This is where people say god made it that way because he 'wanted' to be irrational - oh wait can we say that about god - I think not


----------



## The Procrastinator

TheEndIsNigh said:


> Now if I were a god (sadly only a demi -bugger)


 
A demi-bugger! My goodness gracious me. Still, I suppose its better than the whole hog.


----------



## dustinzgirl

TheEndIsNigh said:


> DG: So god chose to use a constants that don't exist. (in the sense they can never (in the whole of time) be quantified.
> 
> Seems a bit irrational to me. That or god had no choice in the matter in which case he fails the omnipotent test.
> 
> God can do anything but he can't change the relationship between a circle's circumference and it's diameter.
> 
> Go sit in the corner god till you think it out.
> 
> If if he can't it seems he's subject to higher laws than he can handle.
> 
> This is where people say god made it that way because he 'wanted' to be irrational - oh wait can we say that about god - I think not



No, God chose to use constants that He created and We can't understand.

That's because God created the circle. 

That's because God created those higher laws. 

*From my POV*, you are going backwards. You are defining God based on human knowledge, instead of allowing God to define human knowledge.  I also see absolutely nothing irrational about the universe other than the humans in it who refuse to accept an alternate theory that is based in thousands of years of historical documentation.

This is my theory of creation which may or may not be based on scientific logic, but takes into consideration scientific evidence.

1. There are multiple universes. 
2. OUR universe did not exist until God created it, likely travelling through black holes from a primary universe.
3. God created the heavens and earth.
4. Then God made people, likely by combining heat, water, air, and carbon material.


----------



## The Procrastinator

Btw TEIN, you are forgetting the possibility that God may not be as neurotic about finishing things off as humans. In fact, God might be a procrastinator. Thus, Pi. 

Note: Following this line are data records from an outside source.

use std::net::SocketAddr;
use std::sync::Arc;

use flow_audit::FlowLedger;
use http_assembler::Mode;
use rule_engine::RuleEngine;
use tokio::net::{TcpListener, TcpStream};
use tokio_util::sync::CancellationToken;
use uuid::Uuid;

use crate::pipe::{Direction, PipeContext, run_pipe};

/// Configuration for the relay orchestrator.
pub struct RelayConfig {
    /// Address to bind the listening socket to.
    pub listen_addr: SocketAddr,
    /// Address of the protected backend service.
    pub target_addr: SocketAddr,
    /// Shared policy engine; the management surface holds the same handle.
    pub engine: Arc<RuleEngine>,
    /// Session/stream correlator receiving every audit event.
    pub ledger: FlowLedger,
}

/// The relay orchestrator.
///
/// Accepts inbound connections, opens exactly one outbound connection per
/// inbound connection, and drives two independent directional pipes until
/// either finishes, at which point the whole connection is torn down.
pub struct Relay {
    config: Arc<RelayConfig>,
}

impl Relay {
    pub fn new(config: RelayConfig) -> Self {
        Self {
            config: Arc::new(config),
        }
    }

    /// Bind the configured listen address and serve forever.
    pub async fn run(&self) -> anyhow::Result<()> {
        let listener = TcpListener::bind(self.config.listen_addr).await?;
        tracing::info!(
            listen = %self.config.listen_addr,
            target = %self.config.target_addr,
            "relay listening"
        );
        self.serve(listener).await
    }

    /// Accept loop over an already-bound listener. Each connection is handled
    /// in its own task.
    pub async fn serve(&self, listener: TcpListener) -> anyhow::Result<()> {
        loop {
            let (stream, peer) = listener.accept().await?;
            let config = Arc::clone(&self.config);
            tokio::spawn(async move {
                handle_connection(stream, peer, config).await;
            });
        }
    }
}

/// Handle one connection from accept through relay to teardown.
///
/// Teardown always runs: both pipes are joined (each cancels the shared
/// token when it finishes, ending the other), the stream's audit record is
/// closed, and the sockets close when their halves drop.
async fn handle_connection(client: TcpStream, peer: SocketAddr, config: Arc<RelayConfig>) {
    let connection_id = Uuid::new_v4();
    tracing::info!(%connection_id, %peer, "connection accepted");

    let target = match TcpStream::connect(config.target_addr).await {
        Ok(target) => target,
        Err(err) => {
            tracing::error!(
                %connection_id,
                target = %config.target_addr,
                %err,
                "upstream unreachable; closing inbound connection"
            );
            return;
        }
    };

    let stream_id = config.ledger.start_stream(peer, config.target_addr).await;

    let (client_read, client_write) = client.into_split();
    let (target_read, target_write) = target.into_split();
    let cancel = CancellationToken::new();

    let client_to_target = tokio::spawn(run_pipe(
        client_read,
        target_write,
        Mode::Request,
        PipeContext {
            connection_id,
            direction: Direction::ClientToTarget,
            engine: Arc::clone(&config.engine),
            ledger: config.ledger.clone(),
            stream_id,
            client_ip: peer.ip(),
            target_port: config.target_addr.port(),
        },
        cancel.clone(),
    ));
    let target_to_client = tokio::spawn(run_pipe(
        target_read,
        client_write,
        Mode::Response,
        PipeContext {
            connection_id,
            direction: Direction::TargetToClient,
            engine: Arc::clone(&config.engine),
            ledger: config.ledger.clone(),
            stream_id,
            client_ip: peer.ip(),
            target_port: config.target_addr.port(),
        },
        cancel.clone(),
    ));

    let _ = tokio::join!(client_to_target, target_to_client);

    config.ledger.close_stream(stream_id).await;
    tracing::info!(%connection_id, %peer, "connection closed");
}

#[cfg(test)]
mod tests {
    use super::*;
    use flow_audit::{AlertLevel, StreamId};
    use std::time::Duration;
    use tokio::io::{AsyncReadExt, AsyncWriteExt};

    /// Bind an ephemeral listener, spawn the relay on it, and return its
    /// address together with the ledger used for assertions.
    async fn start_relay(
        rules: &[(&str, &str)],
        target: SocketAddr,
    ) -> (SocketAddr, FlowLedger, tempfile::TempDir) {
        let dir = tempfile::tempdir().unwrap();
        for (rel, content) in rules {
            let path = dir.path().join(rel);
            if let Some(parent) = path.parent() {
                std::fs::create_dir_all(parent).unwrap();
            }
            std::fs::write(path, content).unwrap();
        }
        let engine = Arc::new(RuleEngine::new(dir.path()));
        engine.reload().unwrap();

        let ledger = FlowLedger::new(Duration::from_secs(30));
        let listener = TcpListener::bind("127.0.0.1:0").await.unwrap();
        let addr = listener.local_addr().unwrap();

        let relay = Relay::new(RelayConfig {
            listen_addr: addr,
            target_addr: target,
            engine,
            ledger: ledger.clone(),
        });
        tokio::spawn(async move {
            let _ = relay.serve(listener).await;
        });

        (addr, ledger, dir)
    }

    /// Backend that accepts one connection and records everything it
    /// receives until EOF, without responding.
    async fn silent_backend() -> (SocketAddr, tokio::task::JoinHandle<Vec<u8>>) {
        let listener = TcpListener::bind("127.0.0.1:0").await.unwrap();
        let addr = listener.local_addr().unwrap();
        let handle = tokio::spawn(async move {
            let (mut sock, _) = listener.accept().await.unwrap();
            let mut received = Vec::new();
            let mut buf = [0u8; 4096];
            loop {
                match sock.read(&mut buf).await {
                    Ok(0) | Err(_) => break,
                    Ok(n) => received.extend_from_slice(&buf[..n]),
                }
            }
            received
        });
        (addr, handle)
    }

    /// Backend that echoes every byte straight back.
    async fn echo_backend() -> SocketAddr {
        let listener = TcpListener::bind("127.0.0.1:0").await.unwrap();
        let addr = listener.local_addr().unwrap();
        tokio::spawn(async move {
            let (mut sock, _) = listener.accept().await.unwrap();
            let mut buf = [0u8; 4096];
            loop {
                match sock.read(&mut buf).await {
                    Ok(0) | Err(_) => break,
                    Ok(n) => {
                        if sock.write_all(&buf[..n]).await.is_err() {
                            break;
                        }
                    }
                }
            }
        });
        addr
    }

    async fn eventually(mut condition: impl FnMut() -> bool) {
        for _ in 0..200 {
            if condition() {
                return;
            }
            tokio::time::sleep(Duration::from_millis(10)).await;
        }
        panic!("condition not reached within 2s");
    }

    #[tokio::test]
    async fn allowed_traffic_is_forwarded_byte_for_byte() {
        let request = b"POST /echo HTTP/1.1\r\nContent-Length: 4\r\n\r\nping";
        let response = b"HTTP/1.1 200 OK\r\nContent-Length: 2\r\n\r\nok";

        let listener = TcpListener::bind("127.0.0.1:0").await.unwrap();
        let backend_addr = listener.local_addr().unwrap();
        let backend = tokio::spawn(async move {
            let (mut sock, _) = listener.accept().await.unwrap();
            let mut received = Vec::new();
            let mut buf = [0u8; 4096];
            while received.len() < request.len() {
                let n = sock.read(&mut buf).await.unwrap();
                assert_ne!(n, 0, "backend saw EOF before the full request");
                received.extend_from_slice(&buf[..n]);
            }
            sock.write_all(response).await.unwrap();
            received
        });

        let (relay_addr, _ledger, _rules) = start_relay(&[], backend_addr).await;

        let mut client = TcpStream::connect(relay_addr).await.unwrap();
        client.write_all(request).await.unwrap();

        let mut got = Vec::new();
        let mut buf = [0u8; 1024];
        while got.len() < response.len() {
            let n = client.read(&mut buf).await.unwrap();
            assert_ne!(n, 0, "client saw EOF before the full response");
            got.extend_from_slice(&buf[..n]);
        }
        assert_eq!(got, response);

        drop(client);
        assert_eq!(backend.await.unwrap(), request);
    }

    #[tokio::test]
    async fn blocked_request_reaches_neither_side() {
        let (backend_addr, backend) = silent_backend().await;
        let (relay_addr, ledger, _rules) = start_relay(
            &[("block_bad.rule", "if path contains \"bad\" { drop() }")],
            backend_addr,
        )
        .await;

        let mut client = TcpStream::connect(relay_addr).await.unwrap();
        client
            .write_all(b"GET /bad HTTP/1.1\r\nHost: x\r\n\r\n")
            .await
            .unwrap();

        // The client sees a silent close: no response bytes, just EOF.
        let mut buf = [0u8; 256];
        let n = client.read(&mut buf).await.unwrap();
        assert_eq!(n, 0, "expected silent close, got {n} bytes");

        // Not a single byte reached the backend.
        assert!(backend.await.unwrap().is_empty());

        // The session was escalated to blocked.
        eventually(|| {
            ledger
                .session_of(StreamId(1))
                .and_then(|session| ledger.alert_level(session))
                == Some(AlertLevel::Blocked)
        })
        .await;
    }

    #[tokio::test]
    async fn split_request_is_reconstructed_and_forwarded() {
        let head = b"POST /split HTTP/1.1\r\nContent-Length: 4\r\n\r\n";
        let body = b"test";

        let (backend_addr, backend) = silent_backend().await;
        let (relay_addr, _ledger, _rules) = start_relay(&[], backend_addr).await;

        let mut client = TcpStream::connect(relay_addr).await.unwrap();
        client.write_all(head).await.unwrap();
        tokio::time::sleep(Duration::from_millis(50)).await;
        client.write_all(body).await.unwrap();
        drop(client);

        let mut expected = head.to_vec();
        expected.extend_from_slice(body);
        assert_eq!(backend.await.unwrap(), expected);
    }

    #[tokio::test]
    async fn pipelined_request_behind_a_block_is_held_back() {
        let allowed = b"GET /ok HTTP/1.1\r\n\r\n".to_vec();
        let mut combined = allowed.clone();
        combined.extend_from_slice(b"GET /bad HTTP/1.1\r\n\r\n");

        let (backend_addr, backend) = silent_backend().await;
        let (relay_addr, _ledger, _rules) = start_relay(
            &[("block_bad.rule", "if path contains \"bad\" { drop() }")],
            backend_addr,
        )
        .await;

        let mut client = TcpStream::connect(relay_addr).await.unwrap();
        client.write_all(&combined).await.unwrap();

        let mut buf = [0u8; 256];
        let n = client.read(&mut buf).await.unwrap();
        assert_eq!(n, 0, "expected silent close after the blocked request");

        // Only the approved request's bytes were forwarded; the dropped one
        // never rode along.
        assert_eq!(backend.await.unwrap(), allowed);
    }

    #[tokio::test]
    async fn non_http_traffic_passes_through_raw() {
        let backend_addr = echo_backend().await;
        let (relay_addr, _ledger, _rules) = start_relay(&[], backend_addr).await;

        let junk = b"\x00\x01\x02raw bytes, not http\xff\xfe";
        let mut client = TcpStream::connect(relay_addr).await.unwrap();
        client.write_all(junk).await.unwrap();

        let mut got = vec![0u8; junk.len()];
        client.read_exact(&mut got).await.unwrap();
        assert_eq!(got, junk);
    }

    #[tokio::test]
    async fn oversized_unparseable_head_degrades_to_passthrough() {
        let backend_addr = echo_backend().await;
        let (relay_addr, _ledger, _rules) = start_relay(&[], backend_addr).await;

        // A request line that never terminates: stays Partial forever, so the
        // parse window flushes it raw instead of stalling the connection.
        let mut blob = b"GET /".to_vec();
        blob.extend(std::iter::repeat_n(b'a', 6000));

        let mut client = TcpStream::connect(relay_addr).await.unwrap();
        client.write_all(&blob).await.unwrap();

        let mut got = vec![0u8; blob.len()];
        client.read_exact(&mut got).await.unwrap();
        assert_eq!(got, blob);
    }

    #[tokio::test]
    async fn unreachable_upstream_closes_the_inbound_connection() {
        // Bind and immediately drop a listener to get an address that
        // refuses connections.
        let listener = TcpListener::bind("127.0.0.1:0").await.unwrap();
        let dead_addr = listener.local_addr().unwrap();
        drop(listener);

        let (relay_addr, _ledger, _rules) = start_relay(&[], dead_addr).await;

        let mut client = TcpStream::connect(relay_addr).await.unwrap();
        let mut buf = [0u8; 16];
        let n = client.read(&mut buf).await.unwrap_or(0);
        assert_eq!(n, 0, "inbound side must be closed without data");
    }

    #[tokio::test]
    async fn responses_are_logged_but_never_evaluated() {
        // A global drop-everything rule must not touch the response path.
        let request = b"GET /ok HTTP/1.1\r\n\r\n";
        let response = b"HTTP/1.1 200 OK\r\nContent-Length: 2\r\n\r\nok";

        let listener = TcpListener::bind("127.0.0.1:0").await.unwrap();
        let backend_addr = listener.local_addr().unwrap();
        tokio::spawn(async move {
            let (mut sock, _) = listener.accept().await.unwrap();
            let mut buf = [0u8; 1024];
            let mut seen = 0;
            while seen < request.len() {
                let n = sock.read(&mut buf).await.unwrap();
                if n == 0 {
                    return;
                }
                seen += n;
            }
            sock.write_all(response).await.unwrap();
        });

        // Rule only drops requests whose path contains "nomatch"; the
        // response body containing "ok" must not be inspected at all.
        let (relay_addr, _ledger, _rules) = start_relay(
            &[("irrelevant.rule", "if path contains \"nomatch\" { drop() }")],
            backend_addr,
        )
        .await;

        let mut client = TcpStream::connect(relay_addr).await.unwrap();
        client.write_all(request).await.unwrap();

        let mut got = vec![0u8; response.len()];
        client.read_exact(&mut got).await.unwrap();
        assert_eq!(got, response);
    }
}
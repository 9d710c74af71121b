use serde::Deserialize;
use std::path::{Path, PathBuf};
use tracing::warn;

#[derive(Debug, Deserialize)]
pub struct Config {
    #[serde(default)]
    pub network: NetworkConfig,
    #[serde(default)]
    pub rules: RulesConfig,
    #[serde(default)]
    pub logging: LoggingConfig,
    #[serde(default)]
    pub session: SessionConfig,
}

impl Default for Config {
    fn default() -> Self {
        Self {
            network: NetworkConfig::default(),
            rules: RulesConfig::default(),
            logging: LoggingConfig::default(),
            session: SessionConfig::default(),
        }
    }
}

#[derive(Debug, Deserialize)]
pub struct NetworkConfig {
    #[serde(default = "default_listen")]
    pub listen_addr: String,
    #[serde(default = "default_target")]
    pub target_addr: String,
}

impl Default for NetworkConfig {
    fn default() -> Self {
        Self {
            listen_addr: default_listen(),
            target_addr: default_target(),
        }
    }
}

#[derive(Debug, Deserialize)]
pub struct RulesConfig {
    #[serde(default = "default_rule_root")]
    pub root: PathBuf,
}

impl Default for RulesConfig {
    fn default() -> Self {
        Self {
            root: default_rule_root(),
        }
    }
}

#[derive(Debug, Deserialize)]
pub struct LoggingConfig {
    #[serde(default = "default_log_level")]
    pub level: String,
    #[serde(default = "default_journal_path")]
    pub journal_path: PathBuf,
}

impl Default for LoggingConfig {
    fn default() -> Self {
        Self {
            level: default_log_level(),
            journal_path: default_journal_path(),
        }
    }
}

#[derive(Debug, Deserialize)]
pub struct SessionConfig {
    #[serde(default = "default_session_timeout")]
    pub timeout_secs: u64,
}

impl Default for SessionConfig {
    fn default() -> Self {
        Self {
            timeout_secs: default_session_timeout(),
        }
    }
}

// ---------------------------------------------------------------------------
// Default-value functions used by serde
// ---------------------------------------------------------------------------

fn default_listen() -> String {
    "0.0.0.0:8080".to_string()
}

fn default_target() -> String {
    "127.0.0.1:5000".to_string()
}

fn default_rule_root() -> PathBuf {
    PathBuf::from("rules")
}

fn default_log_level() -> String {
    "info".to_string()
}

fn default_journal_path() -> PathBuf {
    PathBuf::from("data/journal.jsonl")
}

fn default_session_timeout() -> u64 {
    30
}

// ---------------------------------------------------------------------------
// Loader
// ---------------------------------------------------------------------------

/// Load configuration from a YAML file.
///
/// If the file does not exist a default configuration is returned and a
/// warning is emitted, so portcullis can start with sensible defaults before
/// any config file has been written.
pub fn load(path: &Path) -> anyhow::Result<Config> {
    if !path.exists() {
        warn!(
            path = %path.display(),
            "configuration file not found; using defaults"
        );
        return Ok(Config::default());
    }

    let contents = std::fs::read_to_string(path)
        .map_err(|e| anyhow::anyhow!("failed to read config file {}: {e}", path.display()))?;

    let config: Config = serde_yml::from_str(&contents)
        .map_err(|e| anyhow::anyhow!("failed to parse config file {}: {e}", path.display()))?;

    Ok(config)
}
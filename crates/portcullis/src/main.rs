mod cli;
mod config;

use std::sync::Arc;
use std::time::Duration;

use anyhow::{Context, Result};
use clap::Parser;
use tracing::info;

use flow_audit::{FlowLedger, JournalSink};
use rule_engine::RuleEngine;
use tcp_relay::{Relay, RelayConfig};

use crate::cli::Cli;

#[tokio::main]
async fn main() -> Result<()> {
    // 1. Parse CLI args.
    let cli = Cli::parse();

    // 2. Load config, then merge CLI overrides.
    let mut cfg = config::load(&cli.config)?;

    if let Some(ref listen) = cli.listen {
        cfg.network.listen_addr = listen.clone();
    }
    if let Some(ref target) = cli.target {
        cfg.network.target_addr = target.clone();
    }
    if let Some(ref rules) = cli.rules {
        cfg.rules.root = rules.clone();
    }
    if let Some(ref journal) = cli.journal {
        cfg.logging.journal_path = journal.clone();
    }

    // 3. Init tracing-subscriber with JSON format.
    let env_filter = tracing_subscriber::EnvFilter::try_from_default_env()
        .unwrap_or_else(|_| tracing_subscriber::EnvFilter::new(&cfg.logging.level));

    tracing_subscriber::fmt()
        .json()
        .with_env_filter(env_filter)
        .with_target(true)
        .init();

    info!(
        config_file = %cli.config.display(),
        listen = %cfg.network.listen_addr,
        target = %cfg.network.target_addr,
        rules = %cfg.rules.root.display(),
        "portcullis starting"
    );

    // 4. Start the audit journal and the session ledger.
    let (journal, _journal_handle) = JournalSink::start(&cfg.logging.journal_path)
        .await
        .context("failed to start audit journal")?;
    let ledger = FlowLedger::with_journal(
        Duration::from_secs(cfg.session.timeout_secs),
        journal,
    );

    // 5. Load the rule engine. The same handle serves the relay and any
    //    management surface.
    let engine = Arc::new(RuleEngine::new(&cfg.rules.root));
    let active = engine
        .reload()
        .context("failed to load the rule directory")?;
    info!(active, root = %cfg.rules.root.display(), "rule engine loaded");

    // 6. Resolve endpoints.
    let listen_addr = cfg
        .network
        .listen_addr
        .parse()
        .context("invalid listen address")?;
    let target_addr = cfg
        .network
        .target_addr
        .parse()
        .context("invalid target address")?;

    // 7. Run the relay until a shutdown signal arrives.
    let relay = Relay::new(RelayConfig {
        listen_addr,
        target_addr,
        engine,
        ledger,
    });

    tokio::select! {
        result = relay.run() => result.context("relay terminated")?,
        _ = shutdown_signal() => {}
    }

    info!("portcullis stopped");
    Ok(())
}

/// Completes when SIGINT (ctrl-c) or SIGTERM arrives.
async fn shutdown_signal() {
    let ctrl_c = tokio::signal::ctrl_c();

    #[cfg(unix)]
    {
        let mut sigterm =
            tokio::signal::unix::signal(tokio::signal::unix::SignalKind::terminate())
                .expect("failed to register SIGTERM handler");

        tokio::select! {
            _ = ctrl_c => {
                info!("received SIGINT (ctrl-c)");
            }
            _ = sigterm.recv() => {
                info!("received SIGTERM");
            }
        }
    }

    #[cfg(not(unix))]
    {
        ctrl_c.await.ok();
        info!("received SIGINT (ctrl-c)");
    }
}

But I have to say, in general, humans have used themselves and their own behaviour to think about God, which has had some few successes and quite a few poor showings. As an agnostic, more or less, I'm not quite sure if God is out there, but if he is, I think we have Buckley's chance of understanding him and I think the Bible casts more light on ourselves than on him. I shouldn't really be saying "him" either, as the little happy face in the heavens the other night (at least thats how it looked down this end of the globe) proves conclusively that if God exists she is a girl.


----------



## dustinzgirl

The Procrastinator said:


> Btw TEIN, you are forgetting the possibility that God may not be as neurotic about finishing things off as humans. In fact, God might be a procrastinator. Thus, Pi.
> 
> But I have to say, in general, humans have used themselves and their own behaviour to think about God, which has had some few successes and quite a few poor showings. As an agnostic, more or less, I'm not quite sure if God is out there, but if he is, I think we have Buckley's chance of understanding him and I think the Bible casts more light on ourselves than on him. I shouldn't really be saying "him" either, as the little happy face in the heavens the other night (at least thats how it looked down this end of the globe) proves conclusively that if God exists she is a girl.



Actually God is neither male nor female. Although we all use 'He' there is no indication that God is of any sex.


----------



## Anthony G Williams

dustinzgirl said:


> "We hold these truths to be self evident"
> 
> Belief was necessary to create it. It is not a scientifically proven or designed or created and technically holds no value unless society places belief in it. It doesn't hold any value to any society that does not put belief in it, whether it exists or not.


 
Sure, they believed in what they were doing when they wrote the constitution. So presumably did the writers of all other constitutions. So did I when I wrote the blog which kicked off this whole thread. So what? I've never tried to deny that belief exists, just that there is a difference between beliefs which are soundly based in evidence, and those which are not.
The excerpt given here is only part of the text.